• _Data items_

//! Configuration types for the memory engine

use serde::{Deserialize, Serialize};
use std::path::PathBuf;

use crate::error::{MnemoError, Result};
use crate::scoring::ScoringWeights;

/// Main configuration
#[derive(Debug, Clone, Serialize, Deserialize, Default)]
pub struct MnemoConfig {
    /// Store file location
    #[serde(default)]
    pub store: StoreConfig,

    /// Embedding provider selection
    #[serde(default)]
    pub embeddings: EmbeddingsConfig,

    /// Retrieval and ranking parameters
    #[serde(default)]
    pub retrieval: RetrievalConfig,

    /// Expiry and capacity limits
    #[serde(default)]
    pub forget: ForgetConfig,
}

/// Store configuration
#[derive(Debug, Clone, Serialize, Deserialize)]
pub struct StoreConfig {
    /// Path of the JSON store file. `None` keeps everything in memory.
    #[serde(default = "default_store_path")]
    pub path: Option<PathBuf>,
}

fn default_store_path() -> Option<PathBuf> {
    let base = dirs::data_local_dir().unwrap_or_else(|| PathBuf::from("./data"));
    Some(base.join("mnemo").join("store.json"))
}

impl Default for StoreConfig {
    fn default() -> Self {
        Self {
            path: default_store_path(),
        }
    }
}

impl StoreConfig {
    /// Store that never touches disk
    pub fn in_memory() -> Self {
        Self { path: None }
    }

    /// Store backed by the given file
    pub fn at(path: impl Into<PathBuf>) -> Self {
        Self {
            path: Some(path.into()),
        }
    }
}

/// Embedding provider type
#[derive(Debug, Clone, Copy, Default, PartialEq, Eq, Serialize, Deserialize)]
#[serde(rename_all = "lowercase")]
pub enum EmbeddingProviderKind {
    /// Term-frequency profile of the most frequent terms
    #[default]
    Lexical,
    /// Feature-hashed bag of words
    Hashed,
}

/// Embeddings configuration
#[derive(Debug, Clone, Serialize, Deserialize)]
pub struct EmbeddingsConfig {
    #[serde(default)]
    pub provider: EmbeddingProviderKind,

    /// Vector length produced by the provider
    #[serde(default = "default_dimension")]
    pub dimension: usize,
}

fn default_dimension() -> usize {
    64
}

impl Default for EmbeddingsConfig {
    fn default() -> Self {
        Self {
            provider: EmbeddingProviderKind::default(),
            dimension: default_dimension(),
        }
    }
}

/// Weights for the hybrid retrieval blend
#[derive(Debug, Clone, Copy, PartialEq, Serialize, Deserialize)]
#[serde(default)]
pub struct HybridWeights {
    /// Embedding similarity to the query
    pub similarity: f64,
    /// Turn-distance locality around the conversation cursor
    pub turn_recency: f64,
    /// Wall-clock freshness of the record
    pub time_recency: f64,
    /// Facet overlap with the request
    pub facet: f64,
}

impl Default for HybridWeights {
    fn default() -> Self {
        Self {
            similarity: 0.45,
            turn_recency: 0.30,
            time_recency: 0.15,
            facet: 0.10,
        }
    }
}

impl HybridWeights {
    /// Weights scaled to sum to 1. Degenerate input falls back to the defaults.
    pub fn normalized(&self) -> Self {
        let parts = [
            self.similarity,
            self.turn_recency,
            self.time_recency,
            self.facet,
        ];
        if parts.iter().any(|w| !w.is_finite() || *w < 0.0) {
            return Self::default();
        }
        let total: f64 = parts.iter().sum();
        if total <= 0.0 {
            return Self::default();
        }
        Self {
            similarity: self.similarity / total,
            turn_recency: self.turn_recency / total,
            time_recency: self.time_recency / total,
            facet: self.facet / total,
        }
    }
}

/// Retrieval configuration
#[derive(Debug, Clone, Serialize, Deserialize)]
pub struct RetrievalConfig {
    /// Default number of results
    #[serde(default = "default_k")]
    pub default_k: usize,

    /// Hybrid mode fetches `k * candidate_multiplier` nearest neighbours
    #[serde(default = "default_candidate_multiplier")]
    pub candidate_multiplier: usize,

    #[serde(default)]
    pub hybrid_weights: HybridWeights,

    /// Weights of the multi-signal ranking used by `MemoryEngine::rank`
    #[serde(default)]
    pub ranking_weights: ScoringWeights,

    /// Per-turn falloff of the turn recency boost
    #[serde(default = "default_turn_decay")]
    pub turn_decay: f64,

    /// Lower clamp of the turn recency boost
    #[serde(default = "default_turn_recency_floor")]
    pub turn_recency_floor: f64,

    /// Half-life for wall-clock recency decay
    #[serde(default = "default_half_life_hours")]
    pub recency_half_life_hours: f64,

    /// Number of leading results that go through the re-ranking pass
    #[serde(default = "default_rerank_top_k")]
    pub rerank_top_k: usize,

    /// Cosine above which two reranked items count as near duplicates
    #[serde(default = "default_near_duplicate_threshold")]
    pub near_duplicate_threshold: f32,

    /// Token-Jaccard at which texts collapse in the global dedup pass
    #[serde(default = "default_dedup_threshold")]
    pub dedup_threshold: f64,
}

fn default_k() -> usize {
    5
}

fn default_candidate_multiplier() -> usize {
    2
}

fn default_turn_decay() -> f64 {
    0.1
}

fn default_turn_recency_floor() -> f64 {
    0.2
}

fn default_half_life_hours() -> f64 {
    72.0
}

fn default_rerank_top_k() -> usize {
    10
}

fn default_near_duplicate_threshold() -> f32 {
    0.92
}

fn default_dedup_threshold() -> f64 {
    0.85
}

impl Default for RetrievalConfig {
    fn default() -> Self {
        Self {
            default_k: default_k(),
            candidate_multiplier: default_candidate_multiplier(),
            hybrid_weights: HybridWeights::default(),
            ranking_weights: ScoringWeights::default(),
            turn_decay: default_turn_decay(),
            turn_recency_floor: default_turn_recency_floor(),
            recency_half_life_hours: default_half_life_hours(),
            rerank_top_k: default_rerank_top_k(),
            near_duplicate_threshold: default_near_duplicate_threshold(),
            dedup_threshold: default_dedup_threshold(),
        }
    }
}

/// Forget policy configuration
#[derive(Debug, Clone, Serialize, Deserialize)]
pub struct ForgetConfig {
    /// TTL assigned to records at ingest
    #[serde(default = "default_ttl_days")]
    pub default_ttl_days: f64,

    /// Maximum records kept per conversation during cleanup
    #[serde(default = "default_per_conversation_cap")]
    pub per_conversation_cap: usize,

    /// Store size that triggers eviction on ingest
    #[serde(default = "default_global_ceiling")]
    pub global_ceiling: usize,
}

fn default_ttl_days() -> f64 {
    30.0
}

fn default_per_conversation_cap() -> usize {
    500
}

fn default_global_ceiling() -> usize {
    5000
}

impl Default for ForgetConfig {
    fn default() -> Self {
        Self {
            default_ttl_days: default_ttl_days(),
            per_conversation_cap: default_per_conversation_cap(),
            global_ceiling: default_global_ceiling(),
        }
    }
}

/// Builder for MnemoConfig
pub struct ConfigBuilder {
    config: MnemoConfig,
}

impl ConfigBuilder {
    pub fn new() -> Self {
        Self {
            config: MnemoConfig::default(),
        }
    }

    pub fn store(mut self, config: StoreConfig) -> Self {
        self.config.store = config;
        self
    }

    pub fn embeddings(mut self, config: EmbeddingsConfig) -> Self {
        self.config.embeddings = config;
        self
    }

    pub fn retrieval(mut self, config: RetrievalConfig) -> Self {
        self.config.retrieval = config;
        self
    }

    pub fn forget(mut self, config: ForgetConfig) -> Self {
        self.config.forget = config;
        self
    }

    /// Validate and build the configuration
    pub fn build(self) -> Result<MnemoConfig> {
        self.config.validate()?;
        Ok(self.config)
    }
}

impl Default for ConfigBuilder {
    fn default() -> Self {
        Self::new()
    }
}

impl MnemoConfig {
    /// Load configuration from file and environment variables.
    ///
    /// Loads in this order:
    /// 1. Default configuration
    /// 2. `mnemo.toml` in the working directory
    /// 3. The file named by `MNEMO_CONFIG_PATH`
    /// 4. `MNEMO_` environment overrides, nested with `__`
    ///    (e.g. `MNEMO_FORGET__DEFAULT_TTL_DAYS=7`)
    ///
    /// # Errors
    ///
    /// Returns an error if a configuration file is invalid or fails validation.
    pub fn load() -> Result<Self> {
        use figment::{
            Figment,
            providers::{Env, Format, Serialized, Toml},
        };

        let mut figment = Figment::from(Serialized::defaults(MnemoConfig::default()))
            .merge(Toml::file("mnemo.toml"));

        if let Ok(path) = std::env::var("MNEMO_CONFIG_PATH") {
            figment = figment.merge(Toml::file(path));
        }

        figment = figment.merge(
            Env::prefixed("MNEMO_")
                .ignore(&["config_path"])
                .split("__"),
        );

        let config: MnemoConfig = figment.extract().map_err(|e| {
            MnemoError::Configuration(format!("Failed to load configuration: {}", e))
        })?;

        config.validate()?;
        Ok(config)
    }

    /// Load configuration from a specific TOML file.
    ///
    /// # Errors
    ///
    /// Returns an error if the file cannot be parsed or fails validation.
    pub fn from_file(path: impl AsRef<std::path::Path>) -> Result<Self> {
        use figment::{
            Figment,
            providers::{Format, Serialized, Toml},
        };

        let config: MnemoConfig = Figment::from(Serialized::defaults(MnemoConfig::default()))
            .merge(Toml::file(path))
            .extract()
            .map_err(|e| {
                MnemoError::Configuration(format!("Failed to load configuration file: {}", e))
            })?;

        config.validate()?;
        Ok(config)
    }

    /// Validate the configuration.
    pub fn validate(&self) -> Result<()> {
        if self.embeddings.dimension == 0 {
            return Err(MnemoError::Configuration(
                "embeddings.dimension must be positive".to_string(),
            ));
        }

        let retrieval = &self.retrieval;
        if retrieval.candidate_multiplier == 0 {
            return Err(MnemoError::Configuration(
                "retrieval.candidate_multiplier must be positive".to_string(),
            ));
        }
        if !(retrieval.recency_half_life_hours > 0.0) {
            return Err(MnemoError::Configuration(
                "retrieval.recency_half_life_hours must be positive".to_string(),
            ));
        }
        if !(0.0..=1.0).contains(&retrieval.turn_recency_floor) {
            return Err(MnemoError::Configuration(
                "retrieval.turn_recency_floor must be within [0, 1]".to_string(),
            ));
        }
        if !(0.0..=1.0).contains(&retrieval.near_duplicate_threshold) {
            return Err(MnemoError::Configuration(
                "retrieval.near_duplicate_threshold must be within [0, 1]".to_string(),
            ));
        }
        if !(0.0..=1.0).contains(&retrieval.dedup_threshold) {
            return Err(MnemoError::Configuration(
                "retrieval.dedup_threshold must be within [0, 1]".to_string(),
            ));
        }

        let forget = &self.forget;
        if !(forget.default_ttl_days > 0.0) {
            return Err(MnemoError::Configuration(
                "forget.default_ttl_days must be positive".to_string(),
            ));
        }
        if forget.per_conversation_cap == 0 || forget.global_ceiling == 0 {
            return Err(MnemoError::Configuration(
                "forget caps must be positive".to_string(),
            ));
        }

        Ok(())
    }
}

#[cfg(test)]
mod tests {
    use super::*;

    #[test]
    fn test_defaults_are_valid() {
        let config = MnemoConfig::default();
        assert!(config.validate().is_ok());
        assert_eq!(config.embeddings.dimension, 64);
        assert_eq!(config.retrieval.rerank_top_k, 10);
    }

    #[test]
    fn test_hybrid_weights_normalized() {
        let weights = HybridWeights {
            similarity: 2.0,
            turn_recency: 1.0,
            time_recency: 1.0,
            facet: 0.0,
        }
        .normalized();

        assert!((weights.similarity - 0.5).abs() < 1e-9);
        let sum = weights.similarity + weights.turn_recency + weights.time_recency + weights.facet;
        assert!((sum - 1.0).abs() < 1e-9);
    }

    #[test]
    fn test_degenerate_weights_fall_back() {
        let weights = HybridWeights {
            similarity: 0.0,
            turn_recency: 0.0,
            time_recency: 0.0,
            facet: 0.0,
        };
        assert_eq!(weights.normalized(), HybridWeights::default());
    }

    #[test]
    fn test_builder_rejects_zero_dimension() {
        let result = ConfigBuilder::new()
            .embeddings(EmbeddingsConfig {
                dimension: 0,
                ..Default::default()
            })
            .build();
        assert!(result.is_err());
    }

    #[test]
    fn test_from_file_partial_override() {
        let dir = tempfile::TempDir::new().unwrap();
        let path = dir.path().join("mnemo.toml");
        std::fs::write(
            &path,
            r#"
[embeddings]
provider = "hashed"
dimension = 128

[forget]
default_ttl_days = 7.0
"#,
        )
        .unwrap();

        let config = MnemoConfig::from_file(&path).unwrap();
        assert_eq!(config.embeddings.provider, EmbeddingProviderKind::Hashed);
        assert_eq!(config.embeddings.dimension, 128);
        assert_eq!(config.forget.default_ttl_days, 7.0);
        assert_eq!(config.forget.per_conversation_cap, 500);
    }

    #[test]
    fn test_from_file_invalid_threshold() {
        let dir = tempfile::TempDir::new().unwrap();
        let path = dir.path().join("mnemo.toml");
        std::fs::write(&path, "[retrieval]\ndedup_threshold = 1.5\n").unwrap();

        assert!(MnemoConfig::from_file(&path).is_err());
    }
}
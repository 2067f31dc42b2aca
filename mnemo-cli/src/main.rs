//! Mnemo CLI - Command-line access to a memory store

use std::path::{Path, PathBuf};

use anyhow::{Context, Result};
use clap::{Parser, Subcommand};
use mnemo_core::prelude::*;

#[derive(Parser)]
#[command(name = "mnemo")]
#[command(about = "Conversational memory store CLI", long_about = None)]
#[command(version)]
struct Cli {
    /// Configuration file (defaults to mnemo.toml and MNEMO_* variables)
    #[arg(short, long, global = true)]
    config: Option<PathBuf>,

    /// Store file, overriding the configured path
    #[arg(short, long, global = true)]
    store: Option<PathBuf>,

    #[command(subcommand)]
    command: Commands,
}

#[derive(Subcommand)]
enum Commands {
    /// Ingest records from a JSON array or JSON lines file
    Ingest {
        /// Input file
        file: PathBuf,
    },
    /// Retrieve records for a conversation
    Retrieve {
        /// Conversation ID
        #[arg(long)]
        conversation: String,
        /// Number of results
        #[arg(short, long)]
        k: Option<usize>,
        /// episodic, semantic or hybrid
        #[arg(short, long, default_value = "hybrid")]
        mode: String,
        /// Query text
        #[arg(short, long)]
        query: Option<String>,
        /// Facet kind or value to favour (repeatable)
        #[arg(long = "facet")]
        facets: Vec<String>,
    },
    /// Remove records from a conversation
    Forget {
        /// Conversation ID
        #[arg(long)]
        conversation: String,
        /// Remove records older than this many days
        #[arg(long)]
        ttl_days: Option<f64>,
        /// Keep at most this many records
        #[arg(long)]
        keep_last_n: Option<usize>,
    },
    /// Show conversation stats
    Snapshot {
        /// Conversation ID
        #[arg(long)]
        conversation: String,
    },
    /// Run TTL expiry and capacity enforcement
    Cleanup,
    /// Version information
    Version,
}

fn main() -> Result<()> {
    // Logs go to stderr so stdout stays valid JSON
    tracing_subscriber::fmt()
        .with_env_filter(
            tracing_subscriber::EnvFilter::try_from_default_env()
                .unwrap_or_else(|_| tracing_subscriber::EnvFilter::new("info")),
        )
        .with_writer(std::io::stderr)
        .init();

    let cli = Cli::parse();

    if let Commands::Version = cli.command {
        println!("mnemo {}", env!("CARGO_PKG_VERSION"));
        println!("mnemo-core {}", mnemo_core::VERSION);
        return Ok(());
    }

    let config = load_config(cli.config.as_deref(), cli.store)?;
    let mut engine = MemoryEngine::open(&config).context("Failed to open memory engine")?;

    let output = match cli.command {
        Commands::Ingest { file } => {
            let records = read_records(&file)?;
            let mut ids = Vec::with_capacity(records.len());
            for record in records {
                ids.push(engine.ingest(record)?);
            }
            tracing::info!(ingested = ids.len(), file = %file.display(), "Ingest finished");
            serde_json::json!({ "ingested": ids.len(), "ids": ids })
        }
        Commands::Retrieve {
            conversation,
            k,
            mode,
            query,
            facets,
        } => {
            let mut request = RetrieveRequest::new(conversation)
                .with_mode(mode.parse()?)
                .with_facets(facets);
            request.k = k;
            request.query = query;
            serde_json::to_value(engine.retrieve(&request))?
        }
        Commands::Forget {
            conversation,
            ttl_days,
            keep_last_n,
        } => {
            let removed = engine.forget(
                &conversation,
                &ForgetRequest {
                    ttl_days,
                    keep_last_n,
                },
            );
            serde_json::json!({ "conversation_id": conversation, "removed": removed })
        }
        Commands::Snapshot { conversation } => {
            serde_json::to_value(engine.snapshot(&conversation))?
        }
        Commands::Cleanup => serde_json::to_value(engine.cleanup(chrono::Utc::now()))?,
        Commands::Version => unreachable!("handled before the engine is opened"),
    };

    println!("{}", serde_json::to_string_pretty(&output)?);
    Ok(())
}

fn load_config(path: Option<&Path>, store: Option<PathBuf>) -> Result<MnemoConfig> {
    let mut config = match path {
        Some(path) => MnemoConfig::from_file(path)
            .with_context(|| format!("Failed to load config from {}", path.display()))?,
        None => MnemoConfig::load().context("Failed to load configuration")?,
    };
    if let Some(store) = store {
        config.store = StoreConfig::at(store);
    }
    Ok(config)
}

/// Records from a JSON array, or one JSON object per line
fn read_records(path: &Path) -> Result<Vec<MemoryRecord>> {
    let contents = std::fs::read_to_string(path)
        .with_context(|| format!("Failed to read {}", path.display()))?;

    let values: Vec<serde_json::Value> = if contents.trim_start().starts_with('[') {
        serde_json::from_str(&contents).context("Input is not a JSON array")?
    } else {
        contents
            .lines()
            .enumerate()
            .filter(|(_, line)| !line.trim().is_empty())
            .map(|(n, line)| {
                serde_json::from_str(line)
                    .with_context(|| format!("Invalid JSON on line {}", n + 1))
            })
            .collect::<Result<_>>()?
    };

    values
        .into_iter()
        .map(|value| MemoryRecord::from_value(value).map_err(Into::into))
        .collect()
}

• _Task goal_
After locating the line with "#[derive(Subcommand)]" above, return that line and every later line through the one with "let output = match", word for word and with nothing else.

• _Reply to the exercise_
#[derive(Subcommand)]
enum Commands {
    /// Ingest records from a JSON array or JSON lines file
    Ingest {
        /// Input file
        file: PathBuf,
    },
    /// Retrieve records for a conversation
    Retrieve {
        /// Conversation ID
        #[arg(long)]
        conversation: String,
        /// Number of results
        #[arg(short, long)]
        k: Option<usize>,
        /// episodic, semantic or hybrid
        #[arg(short, long, default_value = "hybrid")]
        mode: String,
        /// Query text
        #[arg(short, long)]
        query: Option<String>,
        /// Facet kind or value to favour (repeatable)
        #[arg(long = "facet")]
        facets: Vec<String>,
    },
    /// Remove records from a conversation
    Forget {
        /// Conversation ID
        #[arg(long)]
        conversation: String,
        /// Remove records older than this many days
        #[arg(long)]
        ttl_days: Option<f64>,
        /// Keep at most this many records
        #[arg(long)]
        keep_last_n: Option<usize>,
    },
    /// Show conversation stats
    Snapshot {
        /// Conversation ID
        #[arg(long)]
        conversation: String,
    },
    /// Run TTL expiry and capacity enforcement
    Cleanup,
    /// Version information
    Version,
}

fn main() -> Result<()> {
    // Logs go to stderr so stdout stays valid JSON
    tracing_subscriber::fmt()
        .with_env_filter(
            tracing_subscriber::EnvFilter::try_from_default_env()
                .unwrap_or_else(|_| tracing_subscriber::EnvFilter::new("info")),
        )
        .with_writer(std::io::stderr)
        .init();

    let cli = Cli::parse();

    if let Commands::Version = cli.command {
        println!("mnemo {}", env!("CARGO_PKG_VERSION"));
        println!("mnemo-core {}", mnemo_core::VERSION);
        return Ok(());
    }

    let config = load_config(cli.config.as_deref(), cli.store)?;
    let mut engine = MemoryEngine::open(&config).context("Failed to open memory engine")?;

    let output = match cli.command {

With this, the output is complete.